Ein Foto voller Geschichte(n): Magazin „Stern“ zeigte ein Bild aus Altenbauna

Baunatal. Das Bild ist in diesen Tagen durch Millionen Hände gegangen. Und mancher ältere Baunataler dürfte beim Anschauen gestaunt haben. Das Magazin „Stern“ zeigte als Auftakt seines Journals „125 Jahre Automobil“ ein Foto vom Baunsberg aus dem Jahr 1966.

Ein Vater prüft den Ölstand seines VW 1500, seine Söhne schauen gebannt zu. Ein Bild, hinter dem Geschichte steckt – Familien-, Stadt- und Industriegeschichte. Auch politische Geschichte. Den Vater auf dem Foto kennen viele als VW-Betriebsratsmitglied (ab 1972), das er auch als SPD-Bundestagsabgeordneter in den 80er-Jahren blieb. Zu sehen ist Albert Nehm mit seinen Söhnen Manfred und Erwin. Aufgenommen hat die drei Josef Heinrich Darchinger, ein international renommierter Fotograf. Der arbeitete damals für die SPD und brauchte Bilder für Werbematerial. Eigentlich, so erinnert sich der 85-jährige Bonner, sollten die Fotos im VW-Werk entstehen, es gab dafür eine Genehmigung. Doch die zog der Konzern plötzlich zurück. „Die befürchteten Spionage“, sagt Albert Nehm, heute 79.

Ein Ersatzmotiv musste her. Das Duo fuhr in die noch kahle Birkenallee, wo die Nehms wohnten, ehe sie später nach Kirchbauna zogen.
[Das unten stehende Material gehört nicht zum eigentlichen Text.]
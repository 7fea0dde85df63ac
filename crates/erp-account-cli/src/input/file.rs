use serde::de::DeserializeOwned;
use std::fs;
use std::path::{Path, PathBuf};
use tracing::debug;

use erp_account_core::AccountConfig;

/// Read a JSON or YAML file (by extension) into a typed struct.
pub fn read_input<T: DeserializeOwned>(path: &str) -> Result<T, Box<dyn std::error::Error>> {
    let canonical = resolve_path(path)?;
    let contents = fs::read_to_string(&canonical)
        .map_err(|e| format!("Failed to read '{}': {}", canonical.display(), e))?;
    let value = parse(&canonical, &contents)
        .map_err(|e| format!("Failed to parse '{}': {}", canonical.display(), e))?;
    debug!(path = %canonical.display(), "input loaded");
    Ok(value)
}

/// Configuration from `--config`, or defaults when no file is given.
pub fn read_config(path: Option<&str>) -> Result<AccountConfig, Box<dyn std::error::Error>> {
    match path {
        Some(path) => read_input(path),
        None => Ok(AccountConfig::default()),
    }
}

fn is_yaml(path: &Path) -> bool {
    matches!(
        path.extension().and_then(|e| e.to_str()),
        Some("yaml") | Some("yml")
    )
}

fn parse<T: DeserializeOwned>(path: &Path, contents: &str) -> Result<T, Box<dyn std::error::Error>> {
    if is_yaml(path) {
        Ok(serde_yaml::from_str(contents)?)
    } else {
        Ok(serde_json::from_str(contents)?)
    }
}

fn resolve_path(path: &str) -> Result<PathBuf, Box<dyn std::error::Error>> {
    let p = Path::new(path);
    let canonical = if p.is_absolute() {
        p.to_path_buf()
    } else {
        std::env::current_dir()?.join(p)
    };

    if !canonical.exists() {
        return Err(format!("File not found: {}", canonical.display()).into());
    }
    if !canonical.is_file() {
        return Err(format!("Not a file: {}", canonical.display()).into());
    }
    Ok(canonical)
}

#[cfg(test)]
mod tests {
    use super::*;
    use erp_account_core::Locale;

    #[test]
    fn test_yaml_config() {
        let config: AccountConfig = parse(
            Path::new("acct.yaml"),
            "today: 2024-03-31\nlocale: fr\ncurrency_scales:\n  JPY: 0\n",
        )
        .unwrap();
        assert_eq!(config.locale, Locale::Fr);
        assert_eq!(config.today.unwrap().to_string(), "2024-03-31");
        assert_eq!(config.computation_scaling, 10);
    }

    #[test]
    fn test_json_by_default() {
        let config: AccountConfig = parse(Path::new("acct.json"), r#"{"locale":"en"}"#).unwrap();
        assert_eq!(config.locale, Locale::En);
    }

    #[test]
    fn test_missing_config_defaults() {
        let config = read_config(None).unwrap();
        assert!(config.today.is_none());
    }
}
Der Vater holte die Söhne Manfred und Erwin, Darchinger zückte die Kamera. „Die haben geschauspielert wie Naturtalente“, so lobt der Fotograf die Jungen, damals elf und acht Jahre alt.

Wieder die Birkenallee: Albert, Manfred und Erwin Nehm (von links) auf der zugewachsenen und stark bebauten Straße.

Darchinger, der in seinem Berufsleben Zehntausende Fotos vor allem für Spiegel und Stern geliefert hat, kam nie wieder nach Baunatal. Aber er erinnert sich auch nach 45 Jahren an Details. An die Enttäuschung Nehms wegen des Fotoverbots im Werk und auch daran, wie sie abends dann doch grünes Licht für Aufnahmen am Arbeitsplatz erhielten. Nehm härtete damals Tellerräder. Heiß und schmutzig sei es zugegangen. Darchinger schwärmt zudem vom bescheidenen, aber bestimmten Auftreten Nehms als Politiker aus der Arbeiterklasse. „Der war gradlinig, Winkelzüge lagen ihm nicht.“

Nehm wiederum erzählt, wie man sich – er als frisch gebackener Bundestagsabgeordneter – ein gutes Jahrzehnt später wiedersah. „Der Darchinger war erfreut, als ich plötzlich in Bonn war.“

Die Söhne haben kaum Erinnerung an die Fotoaktion. „Ich weiß nur noch, da war jemand bei uns zu Hause, und es lief etwas Besonderes“, erzählt Erwin Nehm (54). Er und sein Bruder traten in Sachen Arbeitgeber später in die Fußstapfen des Vaters. Auch der Jüngste, Thomas (44), tat es ihnen nach, zurzeit ist er für VW in Argentinien tätig. Manfred Nehm, nun Elgershäuser, setzt auch das politische Engagement fort, als Erster Beigeordneter in Schauenburg.

Die Rechte an dem Bild, das der Stern abdruckte, hat heute die SPD-nahe Friedrich-Ebert-Stiftung.